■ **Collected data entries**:
§

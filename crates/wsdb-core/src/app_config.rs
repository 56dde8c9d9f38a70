use std::path::PathBuf;

use crate::quality::ClassificationConfig;

#[derive(Debug, Clone, PartialEq, Eq)]
pub enum Environment {
    Development,
    Test,
    Production,
}

impl std::fmt::Display for Environment {
    fn fmt(&self, f: &mut std::fmt::Formatter<'_>) -> std::fmt::Result {
        match self {
            Environment::Development => write!(f, "development"),
            Environment::Test => write!(f, "test"),
            Environment::Production => write!(f, "production"),
        }
    }
}

#[derive(Clone)]
pub struct AppConfig {
    pub env: Environment,
    pub log_level: String,
    pub scrape_config_path: PathBuf,
    pub listings_path: PathBuf,
    pub image_cache_dir: PathBuf,
    pub request_timeout_secs: u64,
    pub user_agent: String,
    pub max_retries: u32,
    pub headless_default: bool,
    pub headless_max_contexts: usize,
    pub browserless_url: Option<String>,
    pub browserless_token: Option<String>,
    pub heal_concurrency: usize,
    pub heal_batch_size: usize,
    pub max_image_bytes: u64,
    pub classification: ClassificationConfig,
    /// Platform ids enabled for this process, in configured order.
    pub platforms: Vec<String>,
    pub alibaba_session_cookie: Option<String>,
    pub audit_schedule: Option<String>,
}

impl AppConfig {
    /// Returns `true` when `platform` appears in the enabled platform list.
    #[must_use]
    pub fn platform_enabled(&self, platform: &str) -> bool {
        self.platforms.iter().any(|p| p == platform)
    }
}

impl std::fmt::Debug for AppConfig {
    fn fmt(&self, f: &mut std::fmt::Formatter<'_>) -> std::fmt::Result {
        f.debug_struct("AppConfig")
            .field("env", &self.env)
            .field("log_level", &self.log_level)
            .field("scrape_config_path", &self.scrape_config_path)
            .field("listings_path", &self.listings_path)
            .field("image_cache_dir", &self.image_cache_dir)
            .field("request_timeout_secs", &self.request_timeout_secs)
            .field("user_agent", &self.user_agent)
            .field("max_retries", &self.max_retries)
            .field("headless_default", &self.headless_default)
            .field("headless_max_contexts", &self.headless_max_contexts)
            .field("browserless_url", &self.browserless_url)
            .field(
                "browserless_token",
                &self.browserless_token.as_ref().map(|_| "[redacted]"),
            )
            .field("heal_concurrency", &self.heal_concurrency)
            .field("heal_batch_size", &self.heal_batch_size)
            .field("max_image_bytes", &self.max_image_bytes)
            .field("classification", &self.classification)
            .field("platforms", &self.platforms)
            .field(
                "alibaba_session_cookie",
                &self.alibaba_session_cookie.as_ref().map(|_| "[redacted]"),
            )
            .field("audit_schedule", &self.audit_schedule)
            .finish()
    }
}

§

■ **Work to be completed**: The response should be an exact copy of every line above.

■ **Response to the task**:
filename crates/wsdb-core/src/app_config.rs
repository 56dde8c9d9f38a70
use std::path::PathBuf;

use crate::quality::ClassificationConfig;

#[derive(Debug, Clone, PartialEq, Eq)]
pub enum Environment {
    Development,
    Test,
    Production,
}

impl std::fmt::Display for Environment {
    fn fmt(&self, f: &mut std::fmt::Formatter<'_>) -> std::fmt::Result {
        match self {
            Environment::Development => write!(f, "development"),
            Environment::Test => write!(f, "test"),
            Environment::Production => write!(f, "production"),
        }
    }
}

#[derive(Clone)]
pub struct AppConfig {
    pub env: Environment,
    pub log_level: String,
    pub scrape_config_path: PathBuf,
    pub listings_path: PathBuf,
    pub image_cache_dir: PathBuf,
    pub request_timeout_secs: u64,
    pub user_agent: String,
    pub max_retries: u32,
    pub headless_default: bool,
    pub headless_max_contexts: usize,
    pub browserless_url: Option<String>,
    pub browserless_token: Option<String>,
    pub heal_concurrency: usize,
    pub heal_batch_size: usize,
    pub max_image_bytes: u64,
    pub classification: ClassificationConfig,
    /// Platform ids enabled for this process, in configured order.
    pub platforms: Vec<String>,
    pub alibaba_session_cookie: Option<String>,
    pub audit_schedule: Option<String>,
}

impl AppConfig {
    /// Returns `true` when `platform` appears in the enabled platform list.
    #[must_use]
    pub fn platform_enabled(&self, platform: &str) -> bool {
        self.platforms.iter().any(|p| p == platform)
    }
}

impl std::fmt::Debug for AppConfig {
    fn fmt(&self, f: &mut std::fmt::Formatter<'_>) -> std::fmt::Result {
        f.debug_struct("AppConfig")
            .field("env", &self.env)
            .field("log_level", &self.log_level)
            .field("scrape_config_path", &self.scrape_config_path)
            .field("listings_path", &self.listings_path)
            .field("image_cache_dir", &self.image_cache_dir)
            .field("request_timeout_secs", &self.request_timeout_secs)
            .field("user_agent", &self.user_agent)
            .field("max_retries", &self.max_retries)
            .field("headless_default", &self.headless_default)
            .field("headless_max_contexts", &self.headless_max_contexts)
            .field("browserless_url", &self.browserless_url)
            .field(
                "browserless_token",
                &self.browserless_token.as_ref().map(|_| "[redacted]"),
            )
            .field("heal_concurrency", &self.heal_concurrency)
            .field("heal_batch_size", &self.heal_batch_size)
            .field("max_image_bytes", &self.max_image_bytes)
            .field("classification", &self.classification)
            .field("platforms", &self.platforms)
            .field(
                "alibaba_session_cookie",
                &self.alibaba_session_cookie.as_ref().map(|_| "[redacted]"),
            )
            .field("audit_schedule", &self.audit_schedule)
            .finish()
    }
}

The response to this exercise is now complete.